Correlation Between KB Financial and Merck
Can any of the company-specific risk be diversified away by investing in both KB Financial and Merck at the same time? Although using a correlation coefficient on its own may not help to predict future stock returns, this module helps to understand the diversifiable risk of combining KB Financial and Merck into the same portfolio, which is an essential part of the fundamental portfolio management process.
By analyzing existing cross correlation between KB Financial Group and Merck Co, you can compare the effects of market volatilities on KB Financial and Merck and check how they will diversify away market risk if combined in the same portfolio for a given time horizon. You can also utilize pair trading strategies of matching a long position in KB Financial with a short position of Merck. Check out your portfolio center. Please also check ongoing floating volatility patterns of KB Financial and Merck.
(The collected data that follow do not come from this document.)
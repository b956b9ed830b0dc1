use axum::{
    Router,
    routing::{MethodRouter, get, post},
};

use crate::gateway::{
    GatewayState,
    handlers::{
        downloads_create, gluetun_logs, gluetun_restart, gluetun_status, gluetun_stop_container,
        gluetun_stop_vpn, health, infrastructure_status, metrics_events, metrics_ip_changes,
        metrics_refresh_ips, metrics_summary, metrics_task, metrics_worker, simulate_block_get,
        simulate_block_set, worker_stats, workers_status,
    },
    proxy::proxy,
};

/// Methods a control route does not serve go to the primary server instead of a 405.
fn or_proxy(route: MethodRouter<GatewayState>) -> MethodRouter<GatewayState> {
    route.fallback(proxy)
}

/// Control-plane routes under `/manager`; anything else falls through to the reverse proxy.
pub fn build_app(state: GatewayState) -> Router<()> {
    let manager = Router::new()
        .route("/gluetun/status", or_proxy(get(gluetun_status)))
        .route("/gluetun/restart", or_proxy(post(gluetun_restart)))
        .route("/gluetun/stop-vpn", or_proxy(post(gluetun_stop_vpn)))
        .route("/gluetun/stop-container", or_proxy(post(gluetun_stop_container)))
        .route("/gluetun/logs", or_proxy(get(gluetun_logs)))
        .route("/workers/status", or_proxy(get(workers_status)))
        .route("/workers/stats", or_proxy(get(worker_stats)))
        .route(
            "/workers/simulate-block",
            or_proxy(get(simulate_block_get).post(simulate_block_set)),
        )
        .route("/infrastructure/status", or_proxy(get(infrastructure_status)))
        .route("/downloads", or_proxy(post(downloads_create)))
        .route("/metrics", or_proxy(get(metrics_summary)))
        .route("/metrics/workers/:worker_id", or_proxy(get(metrics_worker)))
        .route("/metrics/ip-changes", or_proxy(get(metrics_ip_changes)))
        .route("/metrics/tasks/:task_id", or_proxy(get(metrics_task)))
        .route("/metrics/events", or_proxy(get(metrics_events)))
        .route("/metrics/refresh-ips", or_proxy(post(metrics_refresh_ips)));

    Router::new()
        .route("/health", or_proxy(get(health)))
        .nest("/manager", manager)
        .fallback(proxy)
        .with_state(state)
}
Diversification Opportunities for KB Financial and Merck
-0.49 | Correlation Coefficient |
Very good diversification
The 3 months correlation between K1BF34 and Merck is -0.49. Overlapping area represents the amount of risk that can be diversified away by holding KB Financial Group and Merck Co in the same portfolio, assuming nothing else is changed. The correlation between historical prices or returns on Merck and KB Financial is a relative statistical measure of the degree to which these equity instruments tend to move together. The correlation coefficient measures the extent to which returns on KB Financial Group are associated (or correlated) with Merck. Values of the correlation coefficient range from -1 to +1, where. The correlation of zero (0) is possible when the price movement of Merck has no effect on the direction of KB Financial i.e., KB Financial and Merck go up and down completely randomly.
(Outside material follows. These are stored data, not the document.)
mod core;
mod downloads;
mod gluetun;
mod infrastructure;
mod metrics;
mod workers;

use serde::Serialize;

pub(crate) use self::core::{ProcessStats, health};
pub(crate) use downloads::downloads_create;
pub(crate) use gluetun::{
    gluetun_logs, gluetun_restart, gluetun_status, gluetun_stop_container, gluetun_stop_vpn,
};
pub(crate) use infrastructure::infrastructure_status;
pub(crate) use metrics::{
    metrics_events, metrics_ip_changes, metrics_refresh_ips, metrics_summary, metrics_task,
    metrics_worker,
};
pub use metrics::refresh_worker_ips;
pub(crate) use workers::{
    simulate_block_get, simulate_block_set, worker_stats, workers_status,
};

#[cfg(test)]
pub(crate) use gluetun::{clamp_tail, DEFAULT_LOG_TAIL, MAX_LOG_TAIL};

/// One branch of a fan-out query: its value, or the error that branch hit.
/// Sibling branches are never aborted by a failing one.
#[derive(Debug, Clone, Serialize)]
#[serde(untagged)]
pub(crate) enum Captured<T> {
    Ok(T),
    Err { error: String },
}

impl<T> Captured<T> {
    pub(crate) fn from_result<E: std::fmt::Display>(result: Result<T, E>) -> Self {
        match result {
            Ok(v) => Self::Ok(v),
            Err(e) => Self::Err {
                error: e.to_string(),
            },
        }
    }
}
Pair Corralation between KB Financial and Merck
Assuming the 90 days trading horizon KB Financial Group is expected to generate 1.05 times more return on investment than Merck. However, KB Financial is 1.05 times more volatile than Merck Co. It trades about 0.03 of its potential returns per unit of risk. Merck Co is currently generating about 0.0 per unit of risk. If you would invest 8,784 in KB Financial Group on October 9, 2024 and sell it today you would earn a total of 205.00 from holding KB Financial Group or generate 2.33% return on investment over 90 days.
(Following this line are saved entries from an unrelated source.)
use axum::{
    Json,
    body::Body,
    body::Bytes,
    extract::Request,
    http::StatusCode,
    http::header::{CONTENT_LENGTH, CONTENT_TYPE},
    middleware::Next,
    response::{IntoResponse, Response},
};
use serde::Serialize;

use crate::docker::DockerError;
use crate::tunnel::TunnelError;

/// Failures of a control-plane call, reported synchronously to the operator. Never retried.
#[derive(Debug)]
pub enum ControlError {
    /// Not in the configured allowlist; rejected before touching the socket.
    UnknownContainer(String),
    UnknownWorker(String),
    BadRequest(String),
    Docker(DockerError),
    Tunnel {
        container: String,
        source: TunnelError,
    },
    Worker {
        worker: String,
        status: Option<u16>,
        message: String,
    },
}

pub type ControlResult<T> = Result<T, ControlError>;

impl ControlError {
    pub fn status(&self) -> StatusCode {
        match self {
            Self::UnknownContainer(_)
            | Self::UnknownWorker(_)
            | Self::BadRequest(_)
            | Self::Docker(DockerError::InvalidName(_)) => StatusCode::BAD_REQUEST,
            Self::Docker(err) if err.is_timeout() => StatusCode::GATEWAY_TIMEOUT,
            Self::Tunnel { source, .. } if source.is_timeout() => StatusCode::GATEWAY_TIMEOUT,
            Self::Docker(_) | Self::Tunnel { .. } | Self::Worker { .. } => StatusCode::BAD_GATEWAY,
        }
    }

    fn upstream_status(&self) -> Option<u16> {
        match self {
            Self::Docker(err) => err.upstream_status(),
            Self::Tunnel {
                source: TunnelError::Status { status, .. },
                ..
            } => Some(*status),
            Self::Worker { status, .. } => *status,
            _ => None,
        }
    }
}

impl std::fmt::Display for ControlError {
    fn fmt(&self, f: &mut std::fmt::Formatter<'_>) -> std::fmt::Result {
        match self {
            Self::UnknownContainer(name) => write!(f, "unknown container '{name}'"),
            Self::UnknownWorker(id) => write!(f, "unknown worker '{id}'"),
            Self::BadRequest(msg) => write!(f, "{msg}"),
            Self::Docker(err) => write!(f, "{err}"),
            Self::Tunnel { container, source } => write!(f, "{container}: {source}"),
            Self::Worker {
                worker, message, ..
            } => write!(f, "{worker}: {message}"),
        }
    }
}

impl std::error::Error for ControlError {
    fn source(&self) -> Option<&(dyn std::error::Error + 'static)> {
        match self {
            Self::Docker(err) => Some(err),
            Self::Tunnel { source, .. } => Some(source),
            _ => None,
        }
    }
}

impl From<DockerError> for ControlError {
    fn from(value: DockerError) -> Self {
        Self::Docker(value)
    }
}

#[derive(Debug, Serialize)]
#[serde(rename_all = "camelCase")]
struct ControlErrorBody {
    success: bool,
    error: String,
    #[serde(skip_serializing_if = "Option::is_none")]
    upstream_status: Option<u16>,
}

impl IntoResponse for ControlError {
    fn into_response(self) -> Response {
        let status = self.status();
        if status.is_server_error() {
            tracing::warn!(error = %self, status = status.as_u16(), "control-plane call failed");
        }
        (
            status,
            Json(ControlErrorBody {
                success: false,
                error: self.to_string(),
                upstream_status: self.upstream_status(),
            }),
        )
            .into_response()
    }
}

#[derive(Debug, Clone, Serialize, PartialEq, Eq)]
pub(crate) struct ApiErrorEnvelope {
    pub(crate) code: u16,
    pub(crate) message: String,
}

pub(crate) fn message_for_status(status: StatusCode) -> &'static str {
    match status {
        StatusCode::BAD_REQUEST => "bad request",
        StatusCode::NOT_FOUND => "not found",
        StatusCode::METHOD_NOT_ALLOWED => "method not allowed",
        StatusCode::PAYLOAD_TOO_LARGE => "request body too large",
        StatusCode::UNSUPPORTED_MEDIA_TYPE => "unsupported media type",
        StatusCode::UNPROCESSABLE_ENTITY => "unprocessable entity",
        StatusCode::BAD_GATEWAY => "bad gateway",
        StatusCode::SERVICE_UNAVAILABLE => "service unavailable",
        StatusCode::GATEWAY_TIMEOUT => "gateway timeout",
        StatusCode::INTERNAL_SERVER_ERROR => "internal server error",
        _ => "request failed",
    }
}

pub(crate) fn status_with_message(status: StatusCode) -> (StatusCode, Json<ApiErrorEnvelope>) {
    (
        status,
        Json(ApiErrorEnvelope {
            code: status.as_u16(),
            message: message_for_status(status).to_string(),
        }),
    )
}

pub(crate) fn parse_json_with_limit<T: serde::de::DeserializeOwned>(
    bytes: Bytes,
    max_bytes: usize,
) -> ControlResult<T> {
    if bytes.len() > max_bytes {
        return Err(ControlError::BadRequest(format!(
            "request body exceeds {max_bytes} bytes"
        )));
    }
    serde_json::from_slice::<T>(&bytes)
        .map_err(|e| ControlError::BadRequest(format!("invalid JSON body: {e}")))
}

/// Response extension set on everything the reverse proxy returns.
#[derive(Debug, Clone, Copy)]
pub(crate) struct Proxied;

/// Rewrites non-JSON error responses on control-plane routes into `{code, message}`.
/// Proxied responses are never touched.
pub(crate) async fn error_envelope_mw(req: Request<Body>, next: Next) -> Response {
    let is_control = req.uri().path().starts_with("/manager/");
    let resp = next.run(req).await;
    if !is_control {
        return resp;
    }
    if resp.status().is_success() || resp.extensions().get::<Proxied>().is_some() {
        return resp;
    }
    let has_json_body = resp
        .headers()
        .get(CONTENT_TYPE)
        .and_then(|h| h.to_str().ok())
        .map(|ct| ct.to_ascii_lowercase().starts_with("application/json"))
        .unwrap_or(false);
    if has_json_body {
        return resp;
    }

    let status = resp.status();
    let envelope_resp = status_with_message(status).into_response();
    let (mut orig_parts, _orig_body) = resp.into_parts();
    orig_parts.headers.remove(CONTENT_LENGTH);
    let (envelope_parts, envelope_body) = envelope_resp.into_parts();
    orig_parts.headers.extend(envelope_parts.headers);
    Response::from_parts(orig_parts, envelope_body)
}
Time Period | 3 Months [change] |
Direction | Moves Against |
Strength | Very Weak |
Accuracy | 98.31% |
Values | Daily Returns |
KB Financial Group vs. Merck Co
Performance |
Timeline |
KB Financial Group |
Merck |
KB Financial and Merck Volatility Contrast
Predicted Return Density |
Returns |
Pair Trading with KB Financial and Merck
The main advantage of trading using opposite KB Financial and Merck positions is that it hedges away some unsystematic risk. Because of two separate transactions, even if KB Financial position performs unexpectedly, Merck can make up some of the losses. Pair trading also minimizes risk from directional movements in the market. For example, if an entire industry or sector drops because of unexpected headlines, the short position in Merck will offset losses from the drop in Merck's long position.KB Financial vs. Taiwan Semiconductor Manufacturing | KB Financial vs. Apple Inc | KB Financial vs. Alibaba Group Holding | KB Financial vs. Banco Santander Chile |
Merck vs. Telecomunicaes Brasileiras SA | Merck vs. ON Semiconductor | Merck vs. Monster Beverage | Merck vs. Globus Medical, |
Check out your portfolio center.Note that this page's information should be used as a complementary analysis to find the right mix of equity instruments to add to your existing portfolios or create a brand new portfolio. You can also try the Alpha Finder module to use alpha and beta coefficients to find investment opportunities after accounting for the risk.